## WHAT THE EXERCISE ASKS
The span to copy runs from the line containing "FROM posts p \" to the last line below. Copy it exactly, with nothing else.

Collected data
== Segment start ==

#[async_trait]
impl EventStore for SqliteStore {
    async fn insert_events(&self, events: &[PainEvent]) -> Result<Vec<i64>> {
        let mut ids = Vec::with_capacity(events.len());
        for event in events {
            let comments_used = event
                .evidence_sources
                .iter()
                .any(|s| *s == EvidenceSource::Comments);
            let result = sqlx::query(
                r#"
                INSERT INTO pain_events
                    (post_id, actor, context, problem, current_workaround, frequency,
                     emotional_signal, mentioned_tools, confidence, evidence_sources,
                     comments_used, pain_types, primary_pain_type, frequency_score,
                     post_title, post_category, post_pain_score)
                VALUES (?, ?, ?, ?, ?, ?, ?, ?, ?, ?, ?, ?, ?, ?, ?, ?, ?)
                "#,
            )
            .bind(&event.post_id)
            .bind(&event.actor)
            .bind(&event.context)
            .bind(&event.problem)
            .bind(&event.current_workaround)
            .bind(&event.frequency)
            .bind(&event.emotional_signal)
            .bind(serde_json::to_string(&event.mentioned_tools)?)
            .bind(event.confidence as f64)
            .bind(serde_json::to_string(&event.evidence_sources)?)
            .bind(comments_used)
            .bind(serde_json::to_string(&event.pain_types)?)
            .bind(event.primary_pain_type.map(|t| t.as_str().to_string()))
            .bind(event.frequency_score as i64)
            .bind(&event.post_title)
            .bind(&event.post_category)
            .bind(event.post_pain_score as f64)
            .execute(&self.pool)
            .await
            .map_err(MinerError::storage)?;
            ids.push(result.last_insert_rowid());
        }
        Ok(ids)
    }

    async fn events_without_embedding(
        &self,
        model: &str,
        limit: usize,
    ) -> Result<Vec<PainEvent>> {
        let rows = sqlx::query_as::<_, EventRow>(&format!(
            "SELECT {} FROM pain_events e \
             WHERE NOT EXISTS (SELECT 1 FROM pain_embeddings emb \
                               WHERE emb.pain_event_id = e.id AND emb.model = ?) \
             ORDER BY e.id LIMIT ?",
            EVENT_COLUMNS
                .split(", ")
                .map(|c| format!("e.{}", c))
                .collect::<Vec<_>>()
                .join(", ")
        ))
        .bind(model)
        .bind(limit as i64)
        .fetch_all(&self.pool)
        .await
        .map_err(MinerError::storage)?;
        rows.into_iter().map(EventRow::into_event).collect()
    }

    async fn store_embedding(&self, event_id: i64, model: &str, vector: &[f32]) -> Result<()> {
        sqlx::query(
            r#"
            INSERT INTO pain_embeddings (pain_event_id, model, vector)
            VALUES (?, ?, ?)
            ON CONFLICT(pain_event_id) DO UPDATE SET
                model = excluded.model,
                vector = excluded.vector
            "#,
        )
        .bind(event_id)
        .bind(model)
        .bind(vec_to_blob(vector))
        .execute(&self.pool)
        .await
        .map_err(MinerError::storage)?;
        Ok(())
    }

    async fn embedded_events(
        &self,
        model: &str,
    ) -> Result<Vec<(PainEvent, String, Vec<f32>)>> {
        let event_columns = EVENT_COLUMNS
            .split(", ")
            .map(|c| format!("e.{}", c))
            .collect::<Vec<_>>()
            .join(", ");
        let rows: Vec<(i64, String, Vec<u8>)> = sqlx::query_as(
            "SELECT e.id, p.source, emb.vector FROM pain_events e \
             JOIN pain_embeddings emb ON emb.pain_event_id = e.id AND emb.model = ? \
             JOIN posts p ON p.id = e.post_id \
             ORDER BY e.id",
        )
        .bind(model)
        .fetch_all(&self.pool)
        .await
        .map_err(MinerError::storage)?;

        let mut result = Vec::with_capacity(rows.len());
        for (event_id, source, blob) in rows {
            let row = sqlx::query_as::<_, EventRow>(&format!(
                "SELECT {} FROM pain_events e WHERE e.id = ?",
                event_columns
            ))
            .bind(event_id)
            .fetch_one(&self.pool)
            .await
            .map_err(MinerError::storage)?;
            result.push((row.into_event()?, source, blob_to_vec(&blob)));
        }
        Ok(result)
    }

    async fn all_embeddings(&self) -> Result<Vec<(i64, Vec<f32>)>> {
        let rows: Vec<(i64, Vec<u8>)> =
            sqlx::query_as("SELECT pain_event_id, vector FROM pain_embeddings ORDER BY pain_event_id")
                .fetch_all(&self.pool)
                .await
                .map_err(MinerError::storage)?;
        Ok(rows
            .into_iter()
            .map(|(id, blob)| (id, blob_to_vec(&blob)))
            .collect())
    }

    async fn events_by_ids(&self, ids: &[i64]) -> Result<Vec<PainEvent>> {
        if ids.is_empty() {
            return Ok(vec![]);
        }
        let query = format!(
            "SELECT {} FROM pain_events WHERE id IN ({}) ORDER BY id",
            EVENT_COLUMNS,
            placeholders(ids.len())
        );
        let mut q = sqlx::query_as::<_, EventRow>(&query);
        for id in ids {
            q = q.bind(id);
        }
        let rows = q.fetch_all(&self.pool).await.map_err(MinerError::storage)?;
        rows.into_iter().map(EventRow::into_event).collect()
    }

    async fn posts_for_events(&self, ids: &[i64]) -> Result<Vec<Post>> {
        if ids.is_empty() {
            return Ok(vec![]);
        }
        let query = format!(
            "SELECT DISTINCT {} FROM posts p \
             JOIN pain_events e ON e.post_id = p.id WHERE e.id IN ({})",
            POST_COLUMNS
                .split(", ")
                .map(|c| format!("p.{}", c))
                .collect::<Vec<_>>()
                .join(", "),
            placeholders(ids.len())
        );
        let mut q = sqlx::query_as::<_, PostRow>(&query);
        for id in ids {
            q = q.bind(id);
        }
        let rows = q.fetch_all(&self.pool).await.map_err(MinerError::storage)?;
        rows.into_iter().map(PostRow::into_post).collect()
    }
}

== Segment end ==

## SOLUTION TO THE PROBLEM
            "SELECT DISTINCT {} FROM posts p \
             JOIN pain_events e ON e.post_id = p.id WHERE e.id IN ({})",
            POST_COLUMNS
                .split(", ")
                .map(|c| format!("p.{}", c))
                .collect::<Vec<_>>()
                .join(", "),
            placeholders(ids.len())
        );
        let mut q = sqlx::query_as::<_, PostRow>(&query);
        for id in ids {
            q = q.bind(id);
        }
        let rows = q.fetch_all(&self.pool).await.map_err(MinerError::storage)?;
        rows.into_iter().map(PostRow::into_post).collect()
    }
}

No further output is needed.